All Frameworks

01 Jubatus

A distributed processing framework and streaming machine learning library. Provides online learning algorithms for classification, regression, recommendation, and anomaly detection over distributed nodes.

02 Tornado

Designed and implemented for adaptive online learning and data stream mining in Python. Includes a wide range of incremental classifiers and concept drift detection methods.

03 River

The primary Python library for online machine learning — the result of merging Creme and scikit-multiflow. Supports classification, regression, clustering, anomaly detection, and feature extraction on data streams with exactly one pass per sample.
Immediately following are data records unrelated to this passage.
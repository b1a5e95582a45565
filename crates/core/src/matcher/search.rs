//! Element search for a single phrase.

use std::time::Instant;

use super::catalog::{Pass, Phrase};
use super::cooldown::{CooldownLedger, fingerprint};
use super::dom::{DomTree, NodeId};
use super::text::{normalize, text_matches};

/// Keywords that make `data-testid` / `data-action` a direct hit.
pub const ALLOW_KEYWORDS: &[&str] = &["allow", "accept", "approve"];

/// Class fragments marking an element as clickable.
pub(crate) const INTERACTIVE_CLASS_HINTS: &[&str] = &["btn", "button", "clickable"];

/// Class fragments marking a busy indicator.
pub(crate) const SPINNER_CLASS_HINTS: &[&str] = &["spinner", "loading", "animate-spin"];

/// A clickable element chosen for a phrase.
#[derive(Debug, Clone, PartialEq, Eq)]
pub struct Candidate {
	pub node: NodeId,
	pub fingerprint: String,
}

/// Elements below `root` in document order, shadow trees included.
///
/// A host's light children come before its shadow content.
pub fn walk(tree: &DomTree, root: NodeId) -> Vec<NodeId> {
	let mut order = Vec::new();
	let mut stack = vec![root];
	while let Some(node) = stack.pop() {
		if tree.is_element(node) {
			order.push(node);
		}
		if let Some(shadow) = tree.shadow_root(node) {
			stack.push(shadow);
		}
		stack.extend(tree.children(node).iter().rev());
	}
	order
}

pub fn is_button_like(tree: &DomTree, node: NodeId) -> bool {
	let Some(tag) = tree.tag(node) else {
		return false;
	};
	if tree.attr(node, "role") == Some("button") || matches!(tag, "button" | "a" | "summary") {
		return true;
	}
	if tag == "input"
		&& matches!(
			tree.attr(node, "type").map(str::to_ascii_lowercase).as_deref(),
			Some("button" | "submit")
		) {
		return true;
	}
	if tree
		.classes(node)
		.any(|c| INTERACTIVE_CLASS_HINTS.iter().any(|hint| c.to_ascii_lowercase().contains(hint)))
	{
		return true;
	}
	if tree.has_click_handler(node) || tree.has_attr(node, "onclick") {
		return true;
	}
	tree.attr(node, "tabindex")
		.and_then(|t| t.trim().parse::<i32>().ok())
		.is_some_and(|t| t >= 0)
}

/// Nearest button-like ancestor-or-self within the node's structural root.
pub fn resolve_clickable(tree: &DomTree, node: NodeId) -> Option<NodeId> {
	let mut current = Some(node);
	while let Some(id) = current {
		if !tree.is_element(id) {
			return None;
		}
		if is_button_like(tree, id) {
			return Some(id);
		}
		current = tree.parent(id);
	}
	None
}

fn is_spinner(tree: &DomTree, node: NodeId) -> bool {
	tree.attr(node, "role") == Some("progressbar")
		|| tree.classes(node).any(|c| {
			let c = c.to_ascii_lowercase();
			SPINNER_CLASS_HINTS.iter().any(|hint| c.contains(hint))
		})
}

/// Disabled, busy or loading elements must not be clicked.
pub fn is_rejected(tree: &DomTree, node: NodeId) -> bool {
	if tree.has_attr(node, "disabled") || tree.attr(node, "aria-disabled") == Some("true") {
		return true;
	}
	if tree.has_class(node, "loading") {
		return true;
	}
	walk(tree, node).into_iter().skip(1).any(|d| is_spinner(tree, d))
}

/// True when a single element child carries all of `node`'s text, in which
/// case the child is the better hit and will be visited next.
fn delegates_text(tree: &DomTree, node: NodeId, text: &str) -> bool {
	tree.children(node)
		.iter()
		.any(|child| tree.is_element(*child) && normalize(&tree.text_content(*child)) == text)
}

fn is_priority_target(tree: &DomTree, node: NodeId) -> bool {
	let keyed = ["data-testid", "data-action"].iter().any(|attr| {
		tree.attr(node, attr).is_some_and(|v| {
			let v = v.to_ascii_lowercase();
			ALLOW_KEYWORDS.iter().any(|k| v.contains(k))
		})
	});
	keyed && is_button_like(tree, node)
}

/// Searches `root` for an element answering to `phrase`.
///
/// A rejected hit ends the search. A hit still cooling down is skipped in
/// favour of later elements.
pub fn find_match(
	tree: &DomTree,
	root: NodeId,
	phrase: &Phrase,
	ledger: &CooldownLedger,
	now: Instant,
) -> Option<Candidate> {
	for node in walk(tree, root) {
		let target = if phrase.pass == Pass::Action && is_priority_target(tree, node) {
			node
		} else {
			let text = normalize(&tree.text_content(node));
			if !text_matches(&text, &phrase.text, phrase.pass) || delegates_text(tree, node, &text) {
				continue;
			}
			match (resolve_clickable(tree, node), phrase.pass) {
				(Some(clickable), _) => clickable,
				(None, Pass::Reveal) => node,
				(None, Pass::Action) => continue,
			}
		};

		if is_rejected(tree, target) {
			return None;
		}
		let fingerprint = fingerprint(tree, target);
		if ledger.is_cooling(&fingerprint, now, phrase.pass.cooldown()) {
			continue;
		}
		return Some(Candidate {
			node: target,
			fingerprint,
		});
	}
	None
}

#[cfg(test)]
mod tests {
	use super::*;
	use crate::matcher::catalog::Origin;

	fn phrase(text: &str, pass: Pass) -> Phrase {
		Phrase {
			text: text.into(),
			pass,
			origin: Origin::BuiltIn,
		}
	}

	#[test]
	fn walk_enters_shadow_roots_after_light_children() {
		let mut tree = DomTree::new();
		let doc = tree.document();
		let host = tree.append(doc, "panel-host").id();
		let light = tree.append(host, "span").id();
		let shadow = tree.attach_shadow(host);
		let inner = tree.append(shadow, "button").id();
		let after = tree.append(doc, "footer").id();

		assert_eq!(walk(&tree, doc), [host, light, inner, after]);
	}

	#[test]
	fn button_like_forms() {
		let mut tree = DomTree::new();
		let doc = tree.document();
		let mut cases = Vec::new();
		cases.push((tree.append(doc, "button").id(), true));
		cases.push((tree.append(doc, "a").id(), true));
		cases.push((tree.append(doc, "summary").id(), true));
		cases.push((tree.append(doc, "div").attr("role", "button").id(), true));
		cases.push((tree.append(doc, "input").attr("type", "submit").id(), true));
		cases.push((tree.append(doc, "input").attr("type", "text").id(), false));
		cases.push((tree.append(doc, "div").class("action-btn").id(), true));
		cases.push((tree.append(doc, "div").class("Clickable-row").id(), true));
		cases.push((tree.append(doc, "div").on_click().id(), true));
		cases.push((tree.append(doc, "div").attr("onclick", "go()").id(), true));
		cases.push((tree.append(doc, "div").attr("tabindex", "0").id(), true));
		cases.push((tree.append(doc, "div").attr("tabindex", "-1").id(), false));
		cases.push((tree.append(doc, "span").id(), false));
		for (node, expected) in cases {
			assert_eq!(is_button_like(&tree, node), expected, "{:?}", tree.tag(node));
		}
	}

	#[test]
	fn resolution_stops_at_shadow_boundary() {
		let mut tree = DomTree::new();
		let doc = tree.document();
		let host = tree.append(doc, "button").id();
		let shadow = tree.attach_shadow(host);
		let label = tree.append(shadow, "span").text("Expand").id();

		assert_eq!(resolve_clickable(&tree, label), None);

		let inner = tree.append(shadow, "div").attr("role", "button").id();
		let nested = tree.append(inner, "span").text("Run").id();
		assert_eq!(resolve_clickable(&tree, nested), Some(inner));
	}

	#[test]
	fn rejected_states() {
		let mut tree = DomTree::new();
		let doc = tree.document();
		let disabled = tree.append(doc, "button").attr("disabled", "").id();
		let aria = tree.append(doc, "button").attr("aria-disabled", "true").id();
		let aria_false = tree.append(doc, "button").attr("aria-disabled", "false").id();
		let loading = tree.append(doc, "button").class("loading").id();
		let spinning = tree.append(doc, "button").id();
		tree.append(spinning, "svg").class("animate-spin");
		let progress = tree.append(doc, "button").id();
		tree.append(progress, "div").attr("role", "progressbar");

		for node in [disabled, aria, loading, spinning, progress] {
			assert!(is_rejected(&tree, node), "{node} should be rejected");
		}
		assert!(!is_rejected(&tree, aria_false));
	}

	#[test]
	fn priority_attribute_bypasses_text() {
		let mut tree = DomTree::new();
		let doc = tree.document();
		let button = tree
			.append(doc, "button")
			.attr("data-testid", "tool-approve-btn")
			.text("✓")
			.id();
		let ledger = CooldownLedger::new();
		let now = Instant::now();

		let hit = find_match(&tree, doc, &phrase("run", Pass::Action), &ledger, now).unwrap();
		assert_eq!(hit.node, button);
		assert!(find_match(&tree, doc, &phrase("expand", Pass::Reveal), &ledger, now).is_none());
	}

	#[test]
	fn priority_attribute_requires_button_like_element() {
		let mut tree = DomTree::new();
		let doc = tree.document();
		tree.append(doc, "div").attr("data-action", "allow");
		let ledger = CooldownLedger::new();
		assert!(find_match(&tree, doc, &phrase("run", Pass::Action), &ledger, Instant::now()).is_none());
	}

	#[test]
	fn action_skips_non_clickable_text_and_reveal_accepts_it() {
		let mut tree = DomTree::new();
		let doc = tree.document();
		let label = tree.append(doc, "span").text("Continue").id();
		let ledger = CooldownLedger::new();
		let now = Instant::now();

		assert!(find_match(&tree, doc, &phrase("continue", Pass::Action), &ledger, now).is_none());

		tree.detach(label);
		let header = tree.append(doc, "div").text("Expand").id();
		let hit = find_match(&tree, doc, &phrase("expand", Pass::Reveal), &ledger, now).unwrap();
		assert_eq!(hit.node, header);
	}

	#[test]
	fn innermost_text_owner_is_preferred() {
		let mut tree = DomTree::new();
		let doc = tree.document();
		let wrapper = tree.append(doc, "div").id();
		let row = tree.append(wrapper, "div").id();
		let label = tree.append(row, "span").text(" Expand ").id();
		let ledger = CooldownLedger::new();

		let hit = find_match(&tree, doc, &phrase("expand", Pass::Reveal), &ledger, Instant::now()).unwrap();
		assert_eq!(hit.node, label);
	}

	#[test]
	fn cooling_hit_yields_to_next_element() {
		let mut tree = DomTree::new();
		let doc = tree.document();
		let first = tree.append(doc, "button").text("Run").id();
		let second = tree.append(doc, "button").text("Run").id();
		let now = Instant::now();
		let mut ledger = CooldownLedger::new();
		ledger.record(fingerprint(&tree, first), now);

		let hit = find_match(&tree, doc, &phrase("run", Pass::Action), &ledger, now).unwrap();
		assert_eq!(hit.node, second);
	}
}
04 MOA (Massive Online Analysis)

The most popular open-source framework for data stream mining, with a very active growing community. Developed at the University of Waikato — includes a large collection of classification, regression, and clustering algorithms.

05 scikit-multiflow

A machine learning package for streaming data in Python — one of the two ancestor projects that merged to form River. The repository remains accessible for reference and legacy use.

06 streamDM

Open-source software for mining big data streams using Spark Streaming, developed at Huawei Noah's Ark Lab. Provides scalable stream classification, regression, and clustering on the Spark engine.

07 ExStream

A PyTorch implementation of the ExStream method — a memory-efficient experience replay algorithm for streaming learning. Published at ICRA 2019 for continual/lifelong learning in robotics and vision.

08 Deep SLDA

A PyTorch implementation of Deep Streaming Linear Discriminant Analysis (SLDA) — a continual learning algorithm that incrementally updates a shared linear classifier as new classes arrive in a stream.

09 REMIND

REplay using Memory INDexing — a PyTorch implementation of a streaming continual learning algorithm that compresses and replays past data using quantised feature vectors to prevent catastrophic forgetting.